In the cases where peaks do not move, e.g. for relaxation time series, but not chemical shift titrations, pseudo nD series may be of interest. A pseudo nD series is a single experiment and spectrum file, which has many planes where each plane has a different condition value. The “sampled dimension” combines many experiments, e.g. for different T1 values as different planes. A stack of effectively 2D experiments combined in this manner is typically referred to as pseudo-3D. The experiment is 3D but there are only two NMR dimensions.
Series that are constructed from multiple, separate experiments must be setup by the user, when loading stacked-plane experiments these values may come through automatically, if they are present in the spectrum header or parameter file.
Follow chemical shift changes
Peak positions (chemical shifts) may change as a response to changing conditions (e.g. temperature or ligand concentration) and this can then be used to calculate parameters that relate the condition varied to the chemical shift.

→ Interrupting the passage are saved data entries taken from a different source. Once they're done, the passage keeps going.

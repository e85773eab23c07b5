//! Decorative page effects: particles and anchor scrolling.
//!
//! Randomness is injected as a closure returning values in `[0, 1)` so the
//! browser can pass `Math.random` and tests can pass a fixed sequence.

pub const PARTICLE_COUNT: usize = 8;
pub const PARTICLES_ID: &str = "particles";
pub const PARTICLE_CLASS: &str = "particle";

pub const DARK_MODE_CLASS: &str = "dark-mode";
pub const DARK_SCHEME_QUERY: &str = "(prefers-color-scheme: dark)";

/// Gap left between the fixed header and an anchor target.
pub const ANCHOR_OFFSET: f64 = 20.0;

/// Geometry and timing of one decorative particle.
#[derive(Debug, Clone, Copy, PartialEq)]
pub struct ParticleSpec {
    pub size_px: f64,
    pub left_pct: f64,
    pub top_pct: f64,
    pub duration_s: f64,
    pub delay_s: f64,
}

impl ParticleSpec {
    pub fn sample(mut random: impl FnMut() -> f64) -> Self {
        Self {
            size_px: random() * 2.0 + 1.0,
            left_pct: random() * 100.0,
            top_pct: random() * 100.0,
            duration_s: random() * 20.0 + 10.0,
            delay_s: random() * 5.0,
        }
    }

    /// Inline style declarations, in application order.
    pub fn style(&self) -> [(&'static str, String); 6] {
        [
            ("width", format!("{}px", self.size_px)),
            ("height", format!("{}px", self.size_px)),
            ("left", format!("{}%", self.left_pct)),
            ("top", format!("{}%", self.top_pct)),
            ("animation-duration", format!("{}s", self.duration_s)),
            ("animation-delay", format!("{}s", self.delay_s)),
        ]
    }
}

pub fn particles(mut random: impl FnMut() -> f64) -> Vec<ParticleSpec> {
    (0..PARTICLE_COUNT).map(|_| ParticleSpec::sample(&mut random)).collect()
}

/// Scroll position for an in-page anchor, keeping it clear of the header.
pub fn anchor_scroll_top(target_offset_top: f64, header_height: f64) -> f64 {
    target_offset_top - header_height - ANCHOR_OFFSET
}

#[cfg(test)]
mod tests {
    use super::*;

    #[test]
    fn test_particle_ranges() {
        let lows = particles(|| 0.0);
        assert_eq!(lows.len(), PARTICLE_COUNT);
        assert_eq!(
            lows[0],
            ParticleSpec { size_px: 1.0, left_pct: 0.0, top_pct: 0.0, duration_s: 10.0, delay_s: 0.0 }
        );

        let highs = particles(|| 0.999_999);
        for p in highs {
            assert!(p.size_px < 3.0);
            assert!(p.left_pct < 100.0 && p.top_pct < 100.0);
            assert!(p.duration_s < 30.0);
            assert!(p.delay_s < 5.0);
        }
    }

    #[test]
    fn test_particle_draw_order() {
        let mut draws = [0.5, 0.25, 0.75, 0.5, 0.2].into_iter();
        let p = ParticleSpec::sample(|| draws.next().unwrap_or(0.0));
        assert_eq!(p.size_px, 2.0);
        assert_eq!(p.left_pct, 25.0);
        assert_eq!(p.top_pct, 75.0);
        assert_eq!(p.duration_s, 20.0);
        assert_eq!(p.delay_s, 1.0);
        assert_eq!(p.style()[0], ("width", "2px".to_string()));
        assert_eq!(p.style()[5], ("animation-delay", "1s".to_string()));
    }

    #[test]
    fn test_anchor_scroll_top() {
        assert_eq!(anchor_scroll_top(900.0, 80.0), 800.0);
        assert_eq!(anchor_scroll_top(50.0, 80.0), -50.0);
    }
}
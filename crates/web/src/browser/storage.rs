//! `window.localStorage` as a fragment cache backend.

use async_trait::async_trait;
use wasm_bindgen::JsValue;
use web_sys::Storage;

use rsx_core::{Error, KeyValueStore, MemoryStore};

pub struct LocalStorage {
    storage: Storage,
}

impl LocalStorage {
    pub fn open() -> Result<Self, Error> {
        let window = web_sys::window().ok_or_else(|| Error::Store("no window".to_string()))?;
        let storage = window
            .local_storage()
            .map_err(js_error)?
            .ok_or_else(|| Error::Store("localStorage unavailable".to_string()))?;
        Ok(Self { storage })
    }
}

fn js_error(value: JsValue) -> Error {
    Error::Store(value.as_string().unwrap_or_else(|| format!("{value:?}")))
}

#[async_trait(?Send)]
impl KeyValueStore for LocalStorage {
    async fn get(&self, key: &str) -> Result<Option<String>, Error> {
        self.storage.get_item(key).map_err(js_error)
    }

    async fn set(&self, key: &str, value: &str) -> Result<(), Error> {
        self.storage.set_item(key, value).map_err(js_error)
    }

    async fn remove(&self, key: &str) -> Result<(), Error> {
        self.storage.remove_item(key).map_err(js_error)
    }
}

/// `localStorage` when the browser allows it, otherwise a per-page map.
pub enum BrowserStore {
    Local(LocalStorage),
    Memory(MemoryStore),
}

impl BrowserStore {
    pub fn open() -> Self {
        match LocalStorage::open() {
            Ok(storage) => BrowserStore::Local(storage),
            Err(e) => {
                tracing::warn!(error = %e, "localStorage unavailable, caching in memory");
                BrowserStore::Memory(MemoryStore::new())
            }
        }
    }
}

#[async_trait(?Send)]
impl KeyValueStore for BrowserStore {
    async fn get(&self, key: &str) -> Result<Option<String>, Error> {
        match self {
            BrowserStore::Local(s) => s.get(key).await,
            BrowserStore::Memory(s) => s.get(key).await,
        }
    }

    async fn set(&self, key: &str, value: &str) -> Result<(), Error> {
        match self {
            BrowserStore::Local(s) => s.set(key, value).await,
            BrowserStore::Memory(s) => s.set(key, value).await,
        }
    }

    async fn remove(&self, key: &str) -> Result<(), Error> {
        match self {
            BrowserStore::Local(s) => s.remove(key).await,
            BrowserStore::Memory(s) => s.remove(key).await,
        }
    }
}
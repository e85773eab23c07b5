//! Toast notifications.
//!
//! A toast moves through `Entering -> Shown -> Leaving` and is then removed.
//! Every transition is keyed by id and is a no-op once the toast is gone, so
//! late timers never touch a toast that was already dismissed by hand.

use std::str::FromStr;
use std::time::Duration;

use maud::{Markup, html};

/// Delay before the `show` class is added to a freshly inserted toast.
pub const ENTER_DELAY: Duration = Duration::from_millis(100);

/// Time between dropping the `show` class and removing the element.
pub const EXIT_DURATION: Duration = Duration::from_millis(400);

#[derive(Debug, Clone, Copy, PartialEq, Eq, Default)]
pub enum ToastKind {
    Success,
    Error,
    #[default]
    Info,
    Warning,
}

impl ToastKind {
    pub fn class(self) -> &'static str {
        match self {
            ToastKind::Success => "success",
            ToastKind::Error => "error",
            ToastKind::Info => "info",
            ToastKind::Warning => "warning",
        }
    }

    pub fn icon(self) -> &'static str {
        match self {
            ToastKind::Success => "fas fa-check-circle",
            ToastKind::Error => "fas fa-exclamation-circle",
            ToastKind::Info => "fas fa-info-circle",
            ToastKind::Warning => "fas fa-exclamation-triangle",
        }
    }

    /// Lenient parse for values coming from page scripts; unknown kinds become `Info`.
    pub fn from_name(name: Option<&str>) -> Self {
        name.and_then(|n| n.parse().ok()).unwrap_or_default()
    }
}

impl FromStr for ToastKind {
    type Err = String;

    fn from_str(s: &str) -> Result<Self, Self::Err> {
        match s.trim().to_ascii_lowercase().as_str() {
            "success" => Ok(ToastKind::Success),
            "error" => Ok(ToastKind::Error),
            "info" => Ok(ToastKind::Info),
            "warning" => Ok(ToastKind::Warning),
            other => Err(format!("unknown toast kind: {other}")),
        }
    }
}

#[derive(Debug, Clone, Copy, PartialEq, Eq, Hash)]
pub struct ToastId(u64);

impl ToastId {
    pub fn get(self) -> u64 {
        self.0
    }

    pub fn parse(raw: &str) -> Option<Self> {
        raw.parse().ok().map(ToastId)
    }
}

#[derive(Debug, Clone, Copy, PartialEq, Eq)]
pub enum ToastPhase {
    Entering,
    Shown,
    Leaving,
}

#[derive(Debug, Clone)]
pub struct Toast {
    pub id: ToastId,
    pub message: String,
    pub kind: ToastKind,
    pub duration: Duration,
    pub phase: ToastPhase,
}

impl Toast {
    /// Class list for the toast element in its current phase.
    pub fn class_list(&self) -> String {
        match self.phase {
            ToastPhase::Shown => format!("toast {} show", self.kind.class()),
            _ => format!("toast {}", self.kind.class()),
        }
    }

    /// Inner markup: icon, escaped message, close affordance.
    pub fn render(&self) -> Markup {
        html! {
            i class={ "toast-icon " (self.kind.icon()) } {}
            span { (self.message) }
            i.toast-close.fas.fa-times {}
        }
    }
}

/// The live toasts of one toast container, oldest first.
#[derive(Debug, Default)]
pub struct ToastStack {
    next_id: u64,
    toasts: Vec<Toast>,
}

impl ToastStack {
    pub fn new() -> Self {
        Self::default()
    }

    pub fn push(&mut self, message: impl Into<String>, kind: ToastKind, duration: Duration) -> ToastId {
        self.next_id += 1;
        let id = ToastId(self.next_id);
        self.toasts.push(Toast { id, message: message.into(), kind, duration, phase: ToastPhase::Entering });
        id
    }

    pub fn get(&self, id: ToastId) -> Option<&Toast> {
        self.toasts.iter().find(|t| t.id == id)
    }

    /// Entering -> Shown. False if the toast is gone or already past entering.
    pub fn reveal(&mut self, id: ToastId) -> bool {
        self.transition(id, ToastPhase::Entering, ToastPhase::Shown)
    }

    /// Start the exit transition. False if the toast is gone or already leaving.
    pub fn begin_exit(&mut self, id: ToastId) -> bool {
        match self.toasts.iter_mut().find(|t| t.id == id) {
            Some(toast) if toast.phase != ToastPhase::Leaving => {
                toast.phase = ToastPhase::Leaving;
                true
            }
            _ => false,
        }
    }

    /// Drop the toast. False if it was already removed.
    pub fn remove(&mut self, id: ToastId) -> bool {
        let before = self.toasts.len();
        self.toasts.retain(|t| t.id != id);
        self.toasts.len() != before
    }

    pub fn len(&self) -> usize {
        self.toasts.len()
    }

    pub fn is_empty(&self) -> bool {
        self.toasts.is_empty()
    }

    pub fn iter(&self) -> impl Iterator<Item = &Toast> {
        self.toasts.iter()
    }

    fn transition(&mut self, id: ToastId, from: ToastPhase, to: ToastPhase) -> bool {
        match self.toasts.iter_mut().find(|t| t.id == id) {
            Some(toast) if toast.phase == from => {
                toast.phase = to;
                true
            }
            _ => false,
        }
    }
}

For example temperature coefficients and ligand binding constants may be calculated after a best-fit curve or function has been fitted to the data. Each experiment in the series can be associated with a different chemical shift list (see Figure 1) because we expect the chemical shifts of any resonance (i.e. group of atoms) to differ under the different conditions. It would be inappropriate for the chemical shift values to be averaged over all these experiments, which is what would happen if they only use one chemical Shift List.
Figure 1. Each group of peaks is associated with at least one Resonance which is connected to a separate Shift List and a separate Experiment. The same color of Experiment and Peak is to indicate that the Peak belongs to the Experiment. The Resonance keeps track of data and directs it to the different Shift Lists. A curve can be plotted for each peak group based on the chemical shifts versus the value of the varying parameter.
Follow intensity changes
Another reason to use NMR series can be when we want to measure the peak intensity changes after some experimental condition or parameter is changed. For example NMR delay times may be varied in a relaxation analysis to determine T1 or T2 time constants. Here we follow changes in the peak intensities for each point in the series and fit a curve or function to the data to calculate the relaxation parameters (see Figure 2). Another example is the NMR gradient strength (DOSY experiment) to measure diffusion constants.
Figure 2. A reference peak list can be used to assign peaks from different sampling points in a relaxation analysis experiment. The peak intensity data can then be used to calculate e.g. the parameters in the selected Fitting function, for example the Time constant.